昭和20年(1945年)8月15日、ポツダム宣言全面受諾の玉音放送を終えて、鈴木内閣は総辞職しました。そして、2日後に、東久邇宮稔彦王(ひがしくにのみや なるひこおう)を首班とする内閣が成立しました。史上唯一の皇族の総理大臣です。 東久邇宮稔彦王(出典 Wikipedia) 東久邇宮稔彦王は、久邇宮(くにのみや)朝彦親王の九男、香淳皇后の叔父に当たり、このとき57歳。現役の陸軍大将でした。 昭和16年(1941年)のアメリカ・イギリスとの開戦前、東条英機は、自分よりも稔彦王を総理大臣に立てたいと望んだそうです。皇族の総理大臣の下で戦争を始めれば、国民がいっそう結束すると考えたのでしょう。 でも、この案は木戸内大臣が強く反対しました。もしも戦争がうまく進展しなかった場合、戦争責任が、天皇を始め、皇室、皇族、全体に及ぶのを懸念したためです。 その皇族内閣を敗戦直後に立てたのは、降伏に不満な各地の将兵を納得させるため、また、敗戦を不安に感じている国民を少しでも安心させるため、だったと思います。 東久邇内閣発足(出典 Wikipedia) 大臣の顔ぶれを見て驚いたのは、近衛文麿が無任所(むにんしょ)大臣として入閣したことです。
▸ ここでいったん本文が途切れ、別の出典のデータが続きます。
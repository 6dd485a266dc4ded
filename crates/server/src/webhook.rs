use std::sync::Arc;

use axum::{
    body::Bytes,
    extract::State,
    http::{HeaderMap, StatusCode},
    routing::post,
    Json, Router,
};
use chrono::Utc;
use closelink_core::config::AppConfig;
use closelink_core::webhook::{
    DeliveryOutcome, InboundDelivery, WebhookError, WebhookVerifier, SIGNATURE_HEADER,
    TIMESTAMP_HEADER,
};
use serde_json::{json, Value};
use tokio::sync::Mutex;
use tracing::{error, info, warn};

use crate::bootstrap::signature_key;
use crate::state_file::StateFile;

pub const WEBHOOK_PATH: &str = "/webhooks/close";

#[derive(Clone)]
pub struct WebhookState {
    verifier: Arc<Mutex<WebhookVerifier>>,
    config: Arc<AppConfig>,
    state_file: Option<StateFile>,
}

impl WebhookState {
    pub fn new(
        verifier: Arc<Mutex<WebhookVerifier>>,
        config: Arc<AppConfig>,
        state_file: Option<StateFile>,
    ) -> Self {
        Self { verifier, config, state_file }
    }
}

pub fn router(state: WebhookState) -> Router {
    Router::new().route(WEBHOOK_PATH, post(receive)).with_state(state)
}

pub async fn receive(
    State(state): State<WebhookState>,
    headers: HeaderMap,
    body: Bytes,
) -> (StatusCode, Json<Value>) {
    let delivery = delivery_from(&headers, body);
    let mut verifier = state.verifier.lock().await;

    // The subscription may have been re-created since startup; its current
    // key is the one Close signs with.
    if let Some(file) = &state.state_file {
        match file.load().await {
            Ok(stored) => verifier
                .set_signature_key(signature_key(&state.config, stored.signature_key.as_deref())),
            Err(load_error) => {
                error!(
                    event_name = "webhook.receiver.state_unavailable",
                    error = %load_error,
                    "webhook state could not be read; delivery left for retry"
                );
                return (
                    StatusCode::SERVICE_UNAVAILABLE,
                    Json(json!({ "error": "webhook state is unavailable" })),
                );
            }
        }
    }

    match verifier.process(&delivery, Utc::now()) {
        Ok(DeliveryOutcome::Accepted(events)) => {
            if let Some(file) = &state.state_file {
                persist_processed_ids(file, &verifier).await;
            }
            info!(
                event_name = "webhook.receiver.accepted",
                events = events.len(),
                "webhook delivery accepted"
            );
            (StatusCode::OK, Json(json!({ "events": events })))
        }
        Ok(DeliveryOutcome::Duplicate { event_id }) => {
            info!(
                event_name = "webhook.receiver.duplicate",
                event_id = %event_id,
                "duplicate webhook delivery acknowledged"
            );
            (StatusCode::OK, Json(json!({ "events": [], "duplicate": event_id })))
        }
        Err(rejection) => {
            warn!(
                event_name = "webhook.receiver.rejected",
                error_class = rejection.error_class(),
                error = %rejection,
                "webhook delivery rejected"
            );
            (status_for(&rejection), Json(json!({ "error": rejection.to_string() })))
        }
    }
}

/// Re-reads the file so fields written by the CLI are kept.
async fn persist_processed_ids(file: &StateFile, verifier: &WebhookVerifier) {
    let saved = match file.load().await {
        Ok(mut stored) => {
            verifier.store_state(&mut stored);
            file.save(&stored).await
        }
        Err(load_error) => Err(load_error),
    };
    if let Err(save_error) = saved {
        warn!(
            event_name = "webhook.receiver.state_not_saved",
            error = %save_error,
            "processed event ids were not persisted"
        );
    }
}

fn delivery_from(headers: &HeaderMap, body: Bytes) -> InboundDelivery {
    let mut delivery = InboundDelivery::new(body.to_vec());
    for name in [TIMESTAMP_HEADER, SIGNATURE_HEADER] {
        if let Some(value) = headers.get(name).and_then(|value| value.to_str().ok()) {
            delivery.insert_header(name, value);
        }
    }
    delivery
}

fn status_for(error: &WebhookError) -> StatusCode {
    match error {
        WebhookError::MalformedPayload(_) => StatusCode::BAD_REQUEST,
        WebhookError::MissingHeader(_)
        | WebhookError::InvalidSignature
        | WebhookError::InvalidTimestamp(_)
        | WebhookError::StaleTimestamp { .. } => StatusCode::UNAUTHORIZED,
    }
}
use std::sync::Arc;

use chrono::{DateTime, SecondsFormat, Utc};
use closelink_core::domain::call::{HttpCallSpec, PageLimit};
use closelink_core::domain::operation::Resource;
use closelink_core::domain::state::StaticState;
use closelink_core::errors::CrmError;
use closelink_core::webhook::TriggerObject;
use serde_json::Value;
use tracing::{debug, info};

use crate::pagination::paginate;
use crate::router::ResourceSpec;
use crate::transport::CrmTransport;

const CREATED_AFTER_PARAM: &str = "date_created__gte";

/// Trigger fallback for hosts without a public URL: each cycle lists the
/// records created since the previous one.
#[derive(Clone)]
pub struct Poller {
    transport: Arc<dyn CrmTransport>,
}

impl Poller {
    pub fn new(transport: Arc<dyn CrmTransport>) -> Self {
        Self { transport }
    }

    /// Runs one cycle. The first cycle only records `now` and emits nothing.
    /// Later cycles return records created at or after the cursor that were
    /// not emitted before, then move the cursor to the newest `date_created`
    /// seen. A failed cycle leaves the state untouched.
    pub async fn poll(
        &self,
        state: &mut StaticState,
        object: TriggerObject,
        now: DateTime<Utc>,
    ) -> Result<Vec<Value>, CrmError> {
        let Some(since) = state.last_polled_timestamp else {
            state.last_polled_timestamp = Some(now);
            state.polled_ids_at_cursor.clear();
            debug!(
                event_name = "crm.poll.seeded",
                trigger = object.as_str(),
                "first poll cycle recorded its starting point"
            );
            return Ok(Vec::new());
        };

        let call = list_call(object)?
            .with_query(CREATED_AFTER_PARAM, since.to_rfc3339_opts(SecondsFormat::Micros, true));
        let fetched = paginate(self.transport.as_ref(), &call, PageLimit::all()).await?;

        let cursor = fetched
            .iter()
            .filter_map(created_at)
            .filter(|created| *created >= since)
            .max()
            .unwrap_or(since);

        let mut records = Vec::with_capacity(fetched.len());
        let mut ids_at_cursor = Vec::new();
        for record in fetched {
            let created = created_at(&record);
            let id = record_id(&record);
            if created == Some(cursor) {
                if let Some(id) = &id {
                    if !ids_at_cursor.contains(id) {
                        ids_at_cursor.push(id.clone());
                    }
                }
            }
            let already_emitted = match created {
                Some(created) if created < since => true,
                Some(created) if created == since => {
                    id.as_ref().is_some_and(|id| state.polled_ids_at_cursor.contains(id))
                }
                _ => false,
            };
            if !already_emitted {
                records.push(record);
            }
        }

        if cursor == since {
            for id in std::mem::take(&mut state.polled_ids_at_cursor) {
                if !ids_at_cursor.contains(&id) {
                    ids_at_cursor.push(id);
                }
            }
        }
        state.last_polled_timestamp = Some(cursor);
        state.polled_ids_at_cursor = ids_at_cursor;

        info!(
            event_name = "crm.poll.completed",
            trigger = object.as_str(),
            records = records.len(),
            cursor = %cursor.to_rfc3339_opts(SecondsFormat::Micros, true),
            "poll cycle completed"
        );
        Ok(records)
    }

    /// Latest record of the kind, for hosts that show a sample event while
    /// a workflow is being built.
    pub async fn sample(&self, object: TriggerObject) -> Result<Vec<Value>, CrmError> {
        paginate(self.transport.as_ref(), &list_call(object)?, PageLimit::Max(1)).await
    }
}

fn list_call(object: TriggerObject) -> Result<HttpCallSpec, CrmError> {
    let resource = resource_for(object);
    let spec = ResourceSpec::for_resource(resource).ok_or_else(|| {
        CrmError::LocalValidation(format!("`{}` cannot be polled", object.as_str()))
    })?;
    Ok(HttpCallSpec::get(spec.path))
}

fn created_at(record: &Value) -> Option<DateTime<Utc>> {
    let raw = record.get("date_created")?.as_str()?;
    DateTime::parse_from_rfc3339(raw.trim()).ok().map(|created| created.with_timezone(&Utc))
}

fn record_id(record: &Value) -> Option<String> {
    record.get("id").and_then(Value::as_str).map(str::to_string)
}

fn resource_for(object: TriggerObject) -> Resource {
    match object {
        TriggerObject::Lead => Resource::Lead,
        TriggerObject::Contact => Resource::Contact,
        TriggerObject::Opportunity => Resource::Opportunity,
        TriggerObject::Task => Resource::Task,
        TriggerObject::Note => Resource::Note,
        TriggerObject::Call => Resource::Call,
        TriggerObject::Email => Resource::Email,
        TriggerObject::Sms => Resource::Sms,
        TriggerObject::Meeting => Resource::Meeting,
        TriggerObject::CustomActivity => Resource::CustomActivity,
    }
}

#[cfg(test)]
mod tests {
    use std::sync::Arc;

    use async_trait::async_trait;
    use chrono::{DateTime, Duration, TimeZone, Utc};
    use closelink_core::domain::call::HttpCallSpec;
    use closelink_core::domain::state::StaticState;
    use closelink_core::errors::{CrmError, ErrorEnvelope, RequestEcho};
    use closelink_core::webhook::TriggerObject;
    use serde_json::{json, Value};
    use tokio::sync::Mutex;

    use super::Poller;
    use crate::testing::ScriptedTransport;
    use crate::transport::CrmTransport;

    #[tokio::test]
    async fn first_cycle_seeds_the_timestamp_without_fetching() {
        let transport = Arc::new(ScriptedTransport::default());
        let poller = Poller::new(transport.clone());
        let mut state = StaticState::default();
        let now = Utc.with_ymd_and_hms(2026, 3, 1, 12, 0, 0).unwrap();

        let records = poller.poll(&mut state, TriggerObject::Lead, now).await.expect("poll");

        assert!(records.is_empty());
        assert_eq!(state.last_polled_timestamp, Some(now));
        assert!(transport.calls().await.is_empty());
    }

    #[tokio::test]
    async fn later_cycles_filter_by_creation_time_and_advance_to_newest_record() {
        let transport = Arc::new(ScriptedTransport::with_responses(vec![Ok(json!({
            "data": [
                {"id": "acti_1", "date_created": "2026-03-01T12:01:00.250000+00:00"},
                {"id": "acti_2", "date_created": "2026-03-01T12:03:10.500000+00:00"}
            ],
            "has_more": false
        }))]));
        let poller = Poller::new(transport.clone());
        let since = Utc.with_ymd_and_hms(2026, 3, 1, 12, 0, 0).unwrap();
        let now = since + Duration::minutes(5);
        let mut state = StaticState { last_polled_timestamp: Some(since), ..StaticState::default() };

        let records = poller.poll(&mut state, TriggerObject::Note, now).await.expect("poll");

        assert_eq!(records.len(), 2);
        let newest = Utc.with_ymd_and_hms(2026, 3, 1, 12, 3, 10).unwrap() + Duration::milliseconds(500);
        assert_eq!(state.last_polled_timestamp, Some(newest));
        assert_eq!(state.polled_ids_at_cursor, vec!["acti_2".to_string()]);
        let calls = transport.calls().await;
        assert_eq!(calls[0].path, "/activity/note/");
        assert_eq!(
            calls[0].query.get("date_created__gte").map(String::as_str),
            Some("2026-03-01T12:00:00.000000Z")
        );
    }

    #[tokio::test]
    async fn empty_cycle_keeps_the_cursor() {
        let transport =
            Arc::new(ScriptedTransport::with_responses(vec![Ok(json!({"data": [], "has_more": false}))]));
        let poller = Poller::new(transport);
        let since = Utc.with_ymd_and_hms(2026, 3, 1, 12, 0, 0).unwrap();
        let mut state = StaticState {
            last_polled_timestamp: Some(since),
            polled_ids_at_cursor: vec!["lead_a".to_string()],
            ..StaticState::default()
        };

        let records =
            poller.poll(&mut state, TriggerObject::Lead, since + Duration::hours(1)).await.expect("poll");

        assert!(records.is_empty());
        assert_eq!(state.last_polled_timestamp, Some(since));
        assert_eq!(state.polled_ids_at_cursor, vec!["lead_a".to_string()]);
    }

    /// Lead list that honours `date_created__gte` the way the CRM does.
    struct CreatedSinceBackend {
        leads: Mutex<Vec<Value>>,
    }

    #[async_trait]
    impl CrmTransport for CreatedSinceBackend {
        async fn execute(&self, call: &HttpCallSpec) -> Result<Value, CrmError> {
            let since = call
                .query
                .get("date_created__gte")
                .and_then(|raw| DateTime::parse_from_rfc3339(raw).ok())
                .map(|since| since.with_timezone(&Utc));
            let data: Vec<Value> = self
                .leads
                .lock()
                .await
                .iter()
                .filter(|lead| match (since, super::created_at(*lead)) {
                    (Some(since), Some(created)) => created >= since,
                    _ => true,
                })
                .cloned()
                .collect();
            Ok(json!({ "data": data, "has_more": false }))
        }
    }

    #[tokio::test]
    async fn records_are_emitted_once_across_cycles() {
        let backend = Arc::new(CreatedSinceBackend {
            leads: Mutex::new(vec![
                json!({"id": "lead_a", "date_created": "2026-03-01T12:05:00.200000+00:00"}),
                json!({"id": "lead_b", "date_created": "2026-03-01T12:05:00.200000+00:00"}),
            ]),
        });
        let poller = Poller::new(backend.clone());
        let seeded_at = Utc.with_ymd_and_hms(2026, 3, 1, 12, 0, 0).unwrap();
        let mut state =
            StaticState { last_polled_timestamp: Some(seeded_at), ..StaticState::default() };

        let first = poller
            .poll(&mut state, TriggerObject::Lead, seeded_at + Duration::minutes(5))
            .await
            .expect("first cycle");
        backend
            .leads
            .lock()
            .await
            .push(json!({"id": "lead_c", "date_created": "2026-03-01T12:07:30.000000+00:00"}));
        let second = poller
            .poll(&mut state, TriggerObject::Lead, seeded_at + Duration::minutes(10))
            .await
            .expect("second cycle");
        let third = poller
            .poll(&mut state, TriggerObject::Lead, seeded_at + Duration::minutes(15))
            .await
            .expect("third cycle");

        let ids = |records: &[Value]| -> Vec<String> {
            records.iter().filter_map(|record| record["id"].as_str().map(str::to_string)).collect()
        };
        assert_eq!(ids(first.as_slice()), vec!["lead_a", "lead_b"]);
        assert_eq!(ids(second.as_slice()), vec!["lead_c"]);
        assert!(third.is_empty());
    }

    #[tokio::test]
    async fn records_sharing_the_cursor_instant_are_not_repeated() {
        let backend = Arc::new(CreatedSinceBackend {
            leads: Mutex::new(vec![json!({"id": "lead_a", "date_created": "2026-03-01T12:05:00+00:00"})]),
        });
        let poller = Poller::new(backend.clone());
        let seeded_at = Utc.with_ymd_and_hms(2026, 3, 1, 12, 0, 0).unwrap();
        let mut state =
            StaticState { last_polled_timestamp: Some(seeded_at), ..StaticState::default() };

        let first = poller.poll(&mut state, TriggerObject::Lead, seeded_at).await.expect("first");
        backend
            .leads
            .lock()
            .await
            .push(json!({"id": "lead_b", "date_created": "2026-03-01T12:05:00+00:00"}));
        let second = poller.poll(&mut state, TriggerObject::Lead, seeded_at).await.expect("second");

        assert_eq!(first.len(), 1);
        assert_eq!(second, vec![json!({"id": "lead_b", "date_created": "2026-03-01T12:05:00+00:00"})]);
        assert_eq!(state.polled_ids_at_cursor, vec!["lead_a".to_string(), "lead_b".to_string()]);
    }

    #[tokio::test]
    async fn failed_cycle_keeps_the_previous_timestamp() {
        let failure = CrmError::Remote(ErrorEnvelope::from_response(
            500,
            None,
            RequestEcho { method: "GET", path: "/lead/", body: None },
            "Internal Server Error",
        ));
        let transport = Arc::new(ScriptedTransport::with_responses(vec![Err(failure)]));
        let poller = Poller::new(transport);
        let since = Utc.with_ymd_and_hms(2026, 3, 1, 12, 0, 0).unwrap();
        let mut state = StaticState { last_polled_timestamp: Some(since), ..StaticState::default() };

        let result = poller.poll(&mut state, TriggerObject::Lead, since + Duration::hours(1)).await;

        assert!(result.is_err());
        assert_eq!(state.last_polled_timestamp, Some(since));
    }

    #[tokio::test]
    async fn sample_requests_a_single_record() {
        let transport = Arc::new(ScriptedTransport::with_responses(vec![Ok(json!({
            "data": [{"id": "task_1"}, {"id": "task_2"}],
            "has_more": true
        }))]));
        let poller = Poller::new(transport.clone());

        let records = poller.sample(TriggerObject::Task).await.expect("sample");

        assert_eq!(records.len(), 1);
        assert_eq!(transport.calls().await[0].query.get("_limit").map(String::as_str), Some("1"));
    }
}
稔彦王と親しく、相談役としてということでしたが、敗戦という事態になって、この人物は、自分の政治責任・戦争責任をどう思っているのだろうかと、呆(あき)れました。 さらに呆れたのは、稔彦王が記者会見で、 「 国体護持、一億総懺悔(ざんげ) が日本再建の第一歩」 と言ったことです。 国民の多くは、天皇が宣戦布告をして、布告文の中で 「衆庶はおのおのその本分を尽せ」 といわれたから、その命令どおりに戦争遂行に身を投じて、大きな犠牲を払ったのです。 その国民大衆が、なぜ懺悔しなければならないのか。懺悔すべきは、国の上層部にいた人たちと、それに便乗した者どもではないか、と反発を買いました。 稔彦王や近衛文麿らは、敗戦によって、国民の中で、共産主義や天皇制廃止論が広まり、革命が起こることをもっとも恐れていたようです。そのために、GHQ(General Headquarters・連合国軍総司令部)からの内務省解体の指令実行をためらいました。 戦前・戦中の内務省は、現在の自治省と違って、特高警察を含む警察権力を握っていました。この解体と、思想犯・政治犯の釈放、内務大臣と内務省幹部の罷免をGHQに迫られ、東久邇内閣はわずか50日で総辞職しました。 敗戦で茫然自失し、これからどうしたらよいのか、生活はどうなるのかと、不安におびえる国民大衆にとっては、何の役にも立たない皇族内閣でした。 * * * * * * * * * * * * * * * * * * * * * * * * * * * * * 鈴木貫太郎 は、軍事教練の教師として、学習院に派遣されたことがあり、そのときの教え子に 吉田茂 がいました。その後も交際が続き、吉田茂は総理大臣就任に際して、鈴木貫太郎に総理としての心構えを聞いたことがあるそうです。 その吉田茂に、日本の将来を託した鈴木貫太郎は、昭和23年(1948年)4月17日、80歳で亡くなりました。遺灰のなかに、二・二六事件のときに撃たれた弾丸があったと聞いています。 東久邇宮稔彦王は、昭和22年(1947年)10月、宮家の皇族離脱により、東久邇稔彦(ひがしくに なるひこ)と名乗りました。その後、食料品店や喫茶店を開いたり、骨董品の販売を手がけたりしましたが、どれも失敗に終わっています。 昭和25年(1950年)には、新興宗教「ひがしくに教」を始めようとしましたが、許可されませんでした。しかし長寿を保ち、平成2年(1990年)に102歳で死去しました。 お気に入りの記事を「いいね!」で応援しよう
こんにちは!
東久邇宮稔彦王は、史上唯一の皇族の総理大臣だったんですね。 新興宗教「ひがしくに教」を始めようとしたそうですが、許可されなかったそうで。 102歳って、すごい、長生きされたんですね。 (2011年01月28日 11時33分00秒)
新しい日本を作ろうとしたのではないの?
晩年、日本は戦前と何にも変わってないと嘆いていましたが。 (2011年01月28日 19時41分26秒)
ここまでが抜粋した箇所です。